Sobre la difusión de la salud como metáfora y vara de medir

Para entender la salud y la enfermedad se ha recurrido desde siempre a metáforas belicistas, maquinistas y de otro tipo. La intención no ha sido otra que tratar de visualizar y explicar una realidad en términos de otra que parece más próxima, mejor conocida o más fácil de entender: la enfermedad como una batalla en la que se puede ganar o perder; un cuerpo sano como una máquina bien engrasada, silenciosa y que funciona bien; el cáncer como un cangrejo que te va comiendo… Sin duda, hay imágenes que dan mucho juego. Pero la salud y la enfermedad pueden servir, a su vez, de metáforas para explicar otras realidades y arrojar luz sobre territorios oscuros. ¿Quién no ha oído hablar en los últimos tiempos de la enfermedad del sistema financiero, de activos sanos y tóxicos, y de tantas otras explicaciones económicas con metáforas procedentes del mundo de la salud y la medicina?

Si bien se observa, los conceptos de salud y enfermedad se han inmiscuido en prácticamente todas las actividades sociales. A estas alturas, aceptamos ya sin ambages que una sociedad y las actividades que desarrolla pueden ser más o menos sanas y que ese nivel de salud repercute sobre todos sus miembros. Y es precisamente ese reconocimiento de que la salud tiene una vertiente social lo que la hace omnipresente.
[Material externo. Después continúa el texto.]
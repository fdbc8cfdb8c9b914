//! search_images：逐景点图库检索，失败或无结果的分支单独回退到图片生成

use std::sync::Arc;

use async_trait::async_trait;
use serde_json::Value;
use tokio_util::sync::CancellationToken;

use crate::core::{RuntimeState, TaskScheduler, ToolOutput};
use crate::itinerary::{ImageMode, ImageSet, ImageSource};
use crate::providers::Providers;
use crate::tools::images::{default_prompt, fan_out_images, target, Preference};
use crate::tools::{names, Tool, ToolError};

pub struct SearchImagesTool {
    providers: Providers,
    scheduler: Arc<TaskScheduler>,
}

impl SearchImagesTool {
    pub fn new(providers: Providers, scheduler: Arc<TaskScheduler>) -> Self {
        Self { providers, scheduler }
    }
}

#[async_trait]
impl Tool for SearchImagesTool {
    fn name(&self) -> &str {
        names::SEARCH_IMAGES
    }

    fn description(&self) -> &str {
        "Find a stock photo for every spot of the itinerary (replaces any previous image set). No args."
    }

    async fn execute(
        &self,
        _args: Value,
        state: &mut RuntimeState,
        cancel: &CancellationToken,
    ) -> Result<ToolOutput, ToolError> {
        if state.spots().is_empty() {
            return Err(ToolError::Precondition(
                "no spots to illustrate; call extract_itinerary first".to_string(),
            ));
        }
        let targets: Vec<_> = state
            .spots()
            .iter()
            .map(|s| target(s, default_prompt(s, None)))
            .collect();

        let images = fan_out_images(
            &self.scheduler,
            &self.providers,
            targets,
            Preference::StockFirst,
            cancel,
        )
        .await?;

        let set = ImageSet {
            mode: ImageMode::Searched,
            images,
        };
        tracing::info!(
            stock = set.count(ImageSource::Stock),
            synthesized = set.count(ImageSource::Synthesized),
            "Images searched"
        );
        state.set_images(set.clone());
        Ok(ToolOutput::SearchImages(set))
    }
}

#[cfg(test)]
mod tests {
    use super::*;
    use crate::providers::{MockImageSynthesizer, MockPhotoSearch};
    use crate::tools::testing::{providers_with, state_with_spots};
    use serde_json::json;

    #[tokio::test]
    async fn test_two_failed_lookups_fall_back_to_synthesis() {
        let photos = Arc::new(
            MockPhotoSearch::new()
                .failing("Gion, Kyoto")
                .failing("Arashiyama, Kyoto"),
        );
        let images = Arc::new(MockImageSynthesizer::new());
        let tool = SearchImagesTool::new(
            providers_with(photos.clone(), images.clone()),
            Arc::new(TaskScheduler::new(3)),
        );
        let mut state = state_with_spots(&[
            ("Fushimi Inari", "Fushimi Inari Taisha, Kyoto"),
            ("Gion", "Gion, Kyoto"),
            ("Kinkaku-ji", "Kinkaku-ji, Kyoto"),
            ("Arashiyama", "Arashiyama, Kyoto"),
            ("Nishiki Market", "Nishiki Market, Kyoto"),
        ]);

        let out = tool
            .execute(json!({}), &mut state, &CancellationToken::new())
            .await
            .unwrap();
        let ToolOutput::SearchImages(set) = out else {
            panic!("unexpected output");
        };
        assert_eq!(set.images.len(), 5);
        assert_eq!(set.count(ImageSource::Stock), 3);
        assert_eq!(set.count(ImageSource::Synthesized), 2);
        // 汇合结果按景点顺序
        let ids: Vec<&str> = set.images.iter().map(|i| i.block_id.as_str()).collect();
        assert_eq!(ids, vec!["b1", "b2", "b3", "b4", "b5"]);
        assert_eq!(set.images[1].source, ImageSource::Synthesized);
        assert_eq!(photos.calls().len(), 5);
        assert_eq!(images.calls().len(), 2);
        assert_eq!(state.images().map(|s| s.mode), Some(ImageMode::Searched));
    }

    #[tokio::test]
    async fn test_requires_spots() {
        let tool = SearchImagesTool::new(
            providers_with(Arc::new(MockPhotoSearch::new()), Arc::new(MockImageSynthesizer::new())),
            Arc::new(TaskScheduler::default()),
        );
        let mut state = RuntimeState::new();
        let err = tool
            .execute(json!({}), &mut state, &CancellationToken::new())
            .await
            .unwrap_err();
        assert!(matches!(err, ToolError::Precondition(_)));
    }
}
La salud y la enfermedad están presentes en el trabajo, en la vivienda, en los pueblos, en las ciudades, en el urbanismo, en la alimentación, en la industria, en las actividades culturales, en los estilos de vida de las personas, en el medio ambiente, en los transportes, en la educación, en el juego, en los deportes, en los viajes, en las relaciones de pareja, en el sexo, en el sueño, en las políticas de todo tipo, en las ideologías, en las lecturas y, en fin, en las ilusiones que uno se hace. Para bien y para mal, la salud es una de las grandes metáforas de nuestros días y una de las principales varas de medir. Además, con el creciente declinar de las religiones y el auge de la ciencia, pasa por ser para muchos el gran sueño individual y colectivo.

Y, sin embargo, la salud sigue siendo algo escurridizo y difícil de definir; tan frágil y perecedero como la vida humana, y con esa rara cualidad que tiene el silencio: cuando se nombra ya no está. Y es que, a pesar de su omnipresencia en la sociedad y en los medios de comunicación, la salud no está en las conversaciones de los niños y jóvenes, que viven la vida con salud, ajenos al deterioro del cuerpo, a las congojas de la falta de vitalidad, a las tribulaciones del paso del tiempo, a las admoniciones de las autoridades sanitarias. La salud es, sin duda, un discurso muy extendido y realmente eficaz para juzgar la bondad de las políticas y de conductas individuales. Pero también puede ser entendida como un consumible, como un recurso finito que hay quien prefiere gastar a manos llenas y quien prefiere dosificarlo. Bien mirado, la idea de salud como valor supremo carece de sentido, porque, en sentido estricto, no es un fin sino un medio para algo tan fácil y tan difícil como vivir.